The Registry SPI may be used by infrastructure modules which handle
persistence of settings.
Normal modules should not need to use this SPI.
Registry SPI in detail
(TBD)
The heart of the Registry SPI is BasicContext interface. Any client
implementing the SPI must implement this interface. The
ResettableContext is optional extension of the BasicContext capable to
revert modifications to their default state. The RootContext is special
extension of context which describes root of the registry hierarchy and
several of its special capabilities like searching over the whole
registry hierarchy, making pending registry modifications permanent, provides one mutex for all synchronization
Each root context must implement the RootContext.
At the moment it is not expected that some other
implementations of backend storage would exist or would be needed. The
default one provided by NetBeans (currently known as SystemFilesystem)
will be documented in separate document. It will implement
ResettableContext; it will document how defaults can be declared; it
will document how it persist binded objects (eg. first the convertor is
searched; if failed "implements Serializable" is tested; if failed
throw exceptions and reject the object); etc.
The SpiUtils class has several helper methods for creating misc Objects, Contexts, etc.
Threading Model
(TBD)
Threading model is very simple. SPI clients do not have to synchronize
anything. They must only correctly implement RootContext.getMutex()
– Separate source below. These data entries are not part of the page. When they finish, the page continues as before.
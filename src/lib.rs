//! Axum middleware that serves WebP renditions of JPEG, PNG and TIFF assets.
//!
//! Eligible requests (supported source format, client advertises
//! `image/webp`) are answered from a disk cache of transcoded files, keyed
//! by a digest of the request URL. On a miss the external transcode tool is
//! invoked exactly once per key, however many requests race for it; every
//! other failure mode falls through to the inner service, so the client is
//! never worse off than without the middleware.
//!
//! Cache entries are never invalidated: a source image is assumed to be
//! immutable for a given path. Rotate the cache directory if assets are
//! republished under the same URLs.

use axum::extract::{Request, State};
use axum::middleware::Next;
use axum::response::Response;
use std::path::PathBuf;
use std::sync::Arc;
use thiserror::Error;
use tracing::{info, warn};

pub mod cache;
pub mod classify;
pub mod config;
pub mod options;
pub mod send;
pub mod transcode;

use crate::cache::{CacheStore, FastPathCache};
use crate::classify::{Classifier, RequestDescriptor};
use crate::config::WebpConfig;
use crate::send::{DiskSender, FileSender};
use crate::transcode::{TranscodeCoordinator, TranscodeOutcome};

#[derive(Error, Debug)]
pub enum WebpServeError {
    #[error("config error: {0}")]
    Config(#[from] config::ConfigError),
    #[error("i/o error: {0}")]
    Io(#[from] std::io::Error),
    #[error("response error: {0}")]
    Response(#[from] axum::http::Error),
}

pub type Result<T> = std::result::Result<T, WebpServeError>;

/// Send failures on a cache hit self-heal by evicting and re-resolving; the
/// loop is bounded so a persistently inconsistent filesystem degrades to a
/// fallthrough instead of recursing.
const MAX_RESOLVE_ATTEMPTS: usize = 3;

/// Everything one middleware instance owns: compiled tool flags, both cache
/// tiers, the in-flight registry and the file sender. Constructed once,
/// shared via [`axum::middleware::from_fn_with_state`]. Separate instances
/// (different base paths or options) do not interfere.
pub struct WebpContext {
    classifier: Classifier,
    store: CacheStore,
    fast_path: FastPathCache,
    coordinator: Arc<TranscodeCoordinator>,
    sender: Arc<dyn FileSender>,
}

impl WebpContext {
    /// Builds a context serving sources under `base_dir`, creating the cache
    /// directory if needed.
    pub async fn new(base_dir: PathBuf, config: WebpConfig) -> Result<Arc<Self>> {
        Self::with_sender(base_dir, config, Arc::new(DiskSender)).await
    }

    /// As [`WebpContext::new`] with an injected file-sending collaborator.
    pub async fn with_sender(
        base_dir: PathBuf,
        config: WebpConfig,
        sender: Arc<dyn FileSender>,
    ) -> Result<Arc<Self>> {
        config.validate()?;

        let cache_dir = config.resolved_cache_dir();
        let store = CacheStore::new(cache_dir).await?;
        info!(
            base_dir = %base_dir.display(),
            cache_dir = %store.dir().display(),
            tool = %config.tool.display(),
            "webp middleware initialized"
        );

        let flags = options::compile_flags(&config);
        let coordinator = Arc::new(TranscodeCoordinator::new(
            config.tool.clone(),
            flags,
            config.tool_timeout,
            config.failure_ttl,
        ));

        Ok(Arc::new(Self {
            classifier: Classifier::new(base_dir, config.serve_webp),
            store,
            fast_path: FastPathCache::new(),
            coordinator,
            sender,
        }))
    }

    pub fn cache_dir(&self) -> &std::path::Path {
        self.store.dir()
    }
}

/// The middleware. Layer it with
/// `axum::middleware::from_fn_with_state(ctx, serve_webp)` over whatever
/// serves the original assets; ineligible requests and every failure path
/// end in `next.run(req)`, untouched.
pub async fn serve_webp(
    State(ctx): State<Arc<WebpContext>>,
    req: Request,
    next: Next,
) -> Response {
    let desc = RequestDescriptor::from_request(&req);
    let Some(eligible) = ctx.classifier.classify(&desc).await else {
        return next.run(req).await;
    };

    let key = cache::cache_key(&eligible.effective_url);
    let cache_path = ctx.store.path_for(&key);

    for _ in 0..MAX_RESOLVE_ATTEMPTS {
        // Fast path: skip the disk probe for paths we have served before.
        if ctx.fast_path.contains(&cache_path) {
            match ctx.sender.send(&cache_path).await {
                Ok(response) => return response,
                Err(e) => {
                    warn!(path = %cache_path.display(), error = %e, "fast-path entry unservable, evicting");
                    ctx.fast_path.evict(&cache_path);
                    continue;
                }
            }
        }

        // Durable tier: a non-empty file is valid and is never regenerated.
        if ctx.store.exists(&cache_path).await {
            match ctx.sender.send(&cache_path).await {
                Ok(response) => {
                    ctx.fast_path.insert(cache_path.clone());
                    return response;
                }
                Err(e) => {
                    warn!(path = %cache_path.display(), error = %e, "cached file vanished mid-send");
                    continue;
                }
            }
        }

        // Miss: lead or join the in-flight transcode, then re-resolve.
        match ctx
            .coordinator
            .transcode(&ctx.store, &key, &eligible.source_path, &cache_path)
            .await
        {
            TranscodeOutcome::Completed => continue,
            TranscodeOutcome::Failed => return next.run(req).await,
        }
    }

    next.run(req).await
}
method. The implementation of Registry APIs synchronizes all its
methods calls on this mutex. That makes API thread save and it can be
accessed from arbitrary threads without the need of client
synchronization and that SPI will be always accessed only under the
read or write lock of the SPI mutex. That also means that one client
owning exlusive write lock and modifying a context blocks the whole
registry or more precisely the root context and its hierarchy of
context descendants to which the modified context belongs.